───── LISTED ENTRIES ─────

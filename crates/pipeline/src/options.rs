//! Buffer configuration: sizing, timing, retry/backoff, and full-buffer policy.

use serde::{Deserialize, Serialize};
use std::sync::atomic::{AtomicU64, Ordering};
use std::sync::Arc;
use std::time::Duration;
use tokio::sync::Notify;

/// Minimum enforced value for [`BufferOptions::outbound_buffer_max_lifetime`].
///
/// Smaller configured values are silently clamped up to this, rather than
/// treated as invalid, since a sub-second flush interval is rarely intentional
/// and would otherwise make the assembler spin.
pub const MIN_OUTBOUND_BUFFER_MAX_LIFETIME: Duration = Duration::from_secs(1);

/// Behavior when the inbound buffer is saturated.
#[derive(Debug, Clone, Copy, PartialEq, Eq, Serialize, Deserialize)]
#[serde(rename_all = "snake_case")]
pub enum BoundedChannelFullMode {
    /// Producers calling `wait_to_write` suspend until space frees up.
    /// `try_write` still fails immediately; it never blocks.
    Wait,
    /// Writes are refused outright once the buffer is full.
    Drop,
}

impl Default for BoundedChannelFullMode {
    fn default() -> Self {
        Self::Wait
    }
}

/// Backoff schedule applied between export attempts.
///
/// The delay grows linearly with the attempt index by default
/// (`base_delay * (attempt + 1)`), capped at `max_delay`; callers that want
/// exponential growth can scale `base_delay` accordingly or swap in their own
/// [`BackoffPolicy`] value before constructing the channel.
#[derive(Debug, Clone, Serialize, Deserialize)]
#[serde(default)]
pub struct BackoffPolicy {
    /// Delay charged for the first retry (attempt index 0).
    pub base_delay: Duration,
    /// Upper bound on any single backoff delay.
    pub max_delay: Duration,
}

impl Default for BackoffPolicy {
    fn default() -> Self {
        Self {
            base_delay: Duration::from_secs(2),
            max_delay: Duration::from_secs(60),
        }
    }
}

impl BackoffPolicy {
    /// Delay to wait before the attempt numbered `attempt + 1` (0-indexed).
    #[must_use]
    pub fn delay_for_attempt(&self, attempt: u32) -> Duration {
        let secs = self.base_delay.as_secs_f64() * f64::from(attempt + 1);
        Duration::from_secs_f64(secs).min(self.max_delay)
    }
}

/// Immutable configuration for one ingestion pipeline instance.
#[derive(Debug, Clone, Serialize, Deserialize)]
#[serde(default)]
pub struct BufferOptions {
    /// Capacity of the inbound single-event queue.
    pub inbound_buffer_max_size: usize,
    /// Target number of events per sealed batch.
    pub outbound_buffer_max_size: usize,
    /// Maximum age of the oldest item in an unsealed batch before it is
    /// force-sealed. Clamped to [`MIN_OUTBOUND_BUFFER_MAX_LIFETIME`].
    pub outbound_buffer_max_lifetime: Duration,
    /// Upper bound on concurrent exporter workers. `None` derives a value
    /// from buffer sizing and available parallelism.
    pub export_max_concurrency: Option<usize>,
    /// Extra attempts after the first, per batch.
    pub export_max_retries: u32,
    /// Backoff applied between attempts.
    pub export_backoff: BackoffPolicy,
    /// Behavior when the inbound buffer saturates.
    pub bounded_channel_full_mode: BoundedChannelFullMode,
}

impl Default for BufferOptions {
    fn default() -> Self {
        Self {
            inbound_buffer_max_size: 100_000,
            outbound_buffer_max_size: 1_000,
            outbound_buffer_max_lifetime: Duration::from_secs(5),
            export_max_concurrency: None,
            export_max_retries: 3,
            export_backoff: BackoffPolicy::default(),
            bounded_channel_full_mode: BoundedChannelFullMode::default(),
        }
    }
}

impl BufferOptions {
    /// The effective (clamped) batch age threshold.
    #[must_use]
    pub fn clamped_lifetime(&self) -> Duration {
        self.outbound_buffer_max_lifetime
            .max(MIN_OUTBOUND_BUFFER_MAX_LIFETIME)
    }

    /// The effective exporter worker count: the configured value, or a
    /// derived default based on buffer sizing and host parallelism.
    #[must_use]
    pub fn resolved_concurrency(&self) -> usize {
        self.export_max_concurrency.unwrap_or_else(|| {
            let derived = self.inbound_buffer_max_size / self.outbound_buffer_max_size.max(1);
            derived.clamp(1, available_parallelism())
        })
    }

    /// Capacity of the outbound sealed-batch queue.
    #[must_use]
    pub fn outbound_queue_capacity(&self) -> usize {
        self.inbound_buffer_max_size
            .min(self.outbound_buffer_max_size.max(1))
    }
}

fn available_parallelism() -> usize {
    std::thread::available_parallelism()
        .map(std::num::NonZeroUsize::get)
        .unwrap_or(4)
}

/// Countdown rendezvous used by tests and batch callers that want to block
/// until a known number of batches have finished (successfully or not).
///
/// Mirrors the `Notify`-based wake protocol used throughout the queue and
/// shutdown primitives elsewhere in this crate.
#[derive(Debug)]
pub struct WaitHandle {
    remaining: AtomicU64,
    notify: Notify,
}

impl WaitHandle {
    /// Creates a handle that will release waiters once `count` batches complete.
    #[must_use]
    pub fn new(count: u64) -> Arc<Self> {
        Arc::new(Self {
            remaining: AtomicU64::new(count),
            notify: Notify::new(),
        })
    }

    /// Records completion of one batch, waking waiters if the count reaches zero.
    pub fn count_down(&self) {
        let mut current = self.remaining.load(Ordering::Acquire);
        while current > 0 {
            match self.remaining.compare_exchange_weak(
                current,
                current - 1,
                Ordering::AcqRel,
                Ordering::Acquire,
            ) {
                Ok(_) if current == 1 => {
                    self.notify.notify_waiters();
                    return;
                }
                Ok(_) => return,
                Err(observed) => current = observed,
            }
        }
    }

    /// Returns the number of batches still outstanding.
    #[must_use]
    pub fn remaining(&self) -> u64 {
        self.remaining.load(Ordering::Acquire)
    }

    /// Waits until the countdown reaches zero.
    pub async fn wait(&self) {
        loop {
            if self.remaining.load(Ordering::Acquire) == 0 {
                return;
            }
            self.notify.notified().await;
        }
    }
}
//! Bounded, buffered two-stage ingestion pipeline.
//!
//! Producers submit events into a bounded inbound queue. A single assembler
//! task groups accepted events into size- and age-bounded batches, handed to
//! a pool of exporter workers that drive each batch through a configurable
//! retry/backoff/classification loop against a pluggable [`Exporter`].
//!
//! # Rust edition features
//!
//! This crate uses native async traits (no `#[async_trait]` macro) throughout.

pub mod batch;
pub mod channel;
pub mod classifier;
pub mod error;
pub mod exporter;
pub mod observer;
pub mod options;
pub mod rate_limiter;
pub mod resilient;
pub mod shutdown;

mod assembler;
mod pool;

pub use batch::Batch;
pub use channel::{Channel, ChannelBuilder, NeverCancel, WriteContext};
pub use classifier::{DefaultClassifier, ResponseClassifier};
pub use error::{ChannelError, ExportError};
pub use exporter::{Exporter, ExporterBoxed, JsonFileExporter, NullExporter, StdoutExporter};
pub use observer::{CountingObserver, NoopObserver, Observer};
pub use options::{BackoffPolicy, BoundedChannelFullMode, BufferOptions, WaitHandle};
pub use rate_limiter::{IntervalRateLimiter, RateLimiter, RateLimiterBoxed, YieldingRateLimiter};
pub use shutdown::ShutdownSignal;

─────

== WHAT YOU NEED TO DO ==
Copy all the data. Match it exactly.

== ANSWER BOX ==
filename crates/pipeline/src/options.rs
//! Buffer configuration: sizing, timing, retry/backoff, and full-buffer policy.

use serde::{Deserialize, Serialize};
use std::sync::atomic::{AtomicU64, Ordering};
use std::sync::Arc;
use std::time::Duration;
use tokio::sync::Notify;

/// Minimum enforced value for [`BufferOptions::outbound_buffer_max_lifetime`].
///
/// Smaller configured values are silently clamped up to this, rather than
/// treated as invalid, since a sub-second flush interval is rarely intentional
/// and would otherwise make the assembler spin.
pub const MIN_OUTBOUND_BUFFER_MAX_LIFETIME: Duration = Duration::from_secs(1);

/// Behavior when the inbound buffer is saturated.
#[derive(Debug, Clone, Copy, PartialEq, Eq, Serialize, Deserialize)]
#[serde(rename_all = "snake_case")]
pub enum BoundedChannelFullMode {
    /// Producers calling `wait_to_write` suspend until space frees up.
    /// `try_write` still fails immediately; it never blocks.
    Wait,
    /// Writes are refused outright once the buffer is full.
    Drop,
}

impl Default for BoundedChannelFullMode {
    fn default() -> Self {
        Self::Wait
    }
}

/// Backoff schedule applied between export attempts.
///
/// The delay grows linearly with the attempt index by default
/// (`base_delay * (attempt + 1)`), capped at `max_delay`; callers that want
/// exponential growth can scale `base_delay` accordingly or swap in their own
/// [`BackoffPolicy`] value before constructing the channel.
#[derive(Debug, Clone, Serialize, Deserialize)]
#[serde(default)]
pub struct BackoffPolicy {
    /// Delay charged for the first retry (attempt index 0).
    pub base_delay: Duration,
    /// Upper bound on any single backoff delay.
    pub max_delay: Duration,
}

impl Default for BackoffPolicy {
    fn default() -> Self {
        Self {
            base_delay: Duration::from_secs(2),
            max_delay: Duration::from_secs(60),
        }
    }
}

impl BackoffPolicy {
    /// Delay to wait before the attempt numbered `attempt + 1` (0-indexed).
    #[must_use]
    pub fn delay_for_attempt(&self, attempt: u32) -> Duration {
        let secs = self.base_delay.as_secs_f64() * f64::from(attempt + 1);
        Duration::from_secs_f64(secs).min(self.max_delay)
    }
}

/// Immutable configuration for one ingestion pipeline instance.
#[derive(Debug, Clone, Serialize, Deserialize)]
#[serde(default)]
pub struct BufferOptions {
    /// Capacity of the inbound single-event queue.
    pub inbound_buffer_max_size: usize,
    /// Target number of events per sealed batch.
    pub outbound_buffer_max_size: usize,
    /// Maximum age of the oldest item in an unsealed batch before it is
    /// force-sealed. Clamped to [`MIN_OUTBOUND_BUFFER_MAX_LIFETIME`].
    pub outbound_buffer_max_lifetime: Duration,
    /// Upper bound on concurrent exporter workers. `None` derives a value
    /// from buffer sizing and available parallelism.
    pub export_max_concurrency: Option<usize>,
    /// Extra attempts after the first, per batch.
    pub export_max_retries: u32,
    /// Backoff applied between attempts.
    pub export_backoff: BackoffPolicy,
    /// Behavior when the inbound buffer saturates.
    pub bounded_channel_full_mode: BoundedChannelFullMode,
}

impl Default for BufferOptions {
    fn default() -> Self {
        Self {
            inbound_buffer_max_size: 100_000,
            outbound_buffer_max_size: 1_000,
            outbound_buffer_max_lifetime: Duration::from_secs(5),
            export_max_concurrency: None,
            export_max_retries: 3,
            export_backoff: BackoffPolicy::default(),
            bounded_channel_full_mode: BoundedChannelFullMode::default(),
        }
    }
}

impl BufferOptions {
    /// The effective (clamped) batch age threshold.
    #[must_use]
    pub fn clamped_lifetime(&self) -> Duration {
        self.outbound_buffer_max_lifetime
            .max(MIN_OUTBOUND_BUFFER_MAX_LIFETIME)
    }

    /// The effective exporter worker count: the configured value, or a
    /// derived default based on buffer sizing and host parallelism.
    #[must_use]
    pub fn resolved_concurrency(&self) -> usize {
        self.export_max_concurrency.unwrap_or_else(|| {
            let derived = self.inbound_buffer_max_size / self.outbound_buffer_max_size.max(1);
            derived.clamp(1, available_parallelism())
        })
    }

    /// Capacity of the outbound sealed-batch queue.
    #[must_use]
    pub fn outbound_queue_capacity(&self) -> usize {
        self.inbound_buffer_max_size
            .min(self.outbound_buffer_max_size.max(1))
    }
}

fn available_parallelism() -> usize {
    std::thread::available_parallelism()
        .map(std::num::NonZeroUsize::get)
        .unwrap_or(4)
}

/// Countdown rendezvous used by tests and batch callers that want to block
/// until a known number of batches have finished (successfully or not).
///
/// Mirrors the `Notify`-based wake protocol used throughout the queue and
/// shutdown primitives elsewhere in this crate.
#[derive(Debug)]
pub struct WaitHandle {
    remaining: AtomicU64,
    notify: Notify,
}

impl WaitHandle {
    /// Creates a handle that will release waiters once `count` batches complete.
    #[must_use]
    pub fn new(count: u64) -> Arc<Self> {
        Arc::new(Self {
            remaining: AtomicU64::new(count),
            notify: Notify::new(),
        })
    }

    /// Records completion of one batch, waking waiters if the count reaches zero.
    pub fn count_down(&self) {
        let mut current = self.remaining.load(Ordering::Acquire);
        while current > 0 {
            match self.remaining.compare_exchange_weak(
                current,
                current - 1,
                Ordering::AcqRel,
                Ordering::Acquire,
            ) {
                Ok(_) if current == 1 => {
                    self.notify.notify_waiters();
                    return;
                }
                Ok(_) => return,
                Err(observed) => current = observed,
            }
        }
    }

    /// Returns the number of batches still outstanding.
    #[must_use]
    pub fn remaining(&self) -> u64 {
        self.remaining.load(Ordering::Acquire)
    }

    /// Waits until the countdown reaches zero.
    pub async fn wait(&self) {
        loop {
            if self.remaining.load(Ordering::Acquire) == 0 {
                return;
            }
            self.notify.notified().await;
        }
    }
}
//! Bounded, buffered two-stage ingestion pipeline.
//!
//! Producers submit events into a bounded inbound queue. A single assembler
//! task groups accepted events into size- and age-bounded batches, handed to
//! a pool of exporter workers that drive each batch through a configurable
//! retry/backoff/classification loop against a pluggable [`Exporter`].
//!
//! # Rust edition features
//!
//! This crate uses native async traits (no `#[async_trait]` macro) throughout.

pub mod batch;
pub mod channel;
pub mod classifier;
pub mod error;
pub mod exporter;
pub mod observer;
pub mod options;
pub mod rate_limiter;
pub mod resilient;
pub mod shutdown;

mod assembler;
mod pool;

pub use batch::Batch;
pub use channel::{Channel, ChannelBuilder, NeverCancel, WriteContext};
pub use classifier::{DefaultClassifier, ResponseClassifier};
pub use error::{ChannelError, ExportError};
pub use exporter::{Exporter, ExporterBoxed, JsonFileExporter, NullExporter, StdoutExporter};
pub use observer::{CountingObserver, NoopObserver, Observer};
pub use options::{BackoffPolicy, BoundedChannelFullMode, BufferOptions, WaitHandle};
pub use rate_limiter::{IntervalRateLimiter, RateLimiter, RateLimiterBoxed, YieldingRateLimiter};
pub use shutdown::ShutdownSignal;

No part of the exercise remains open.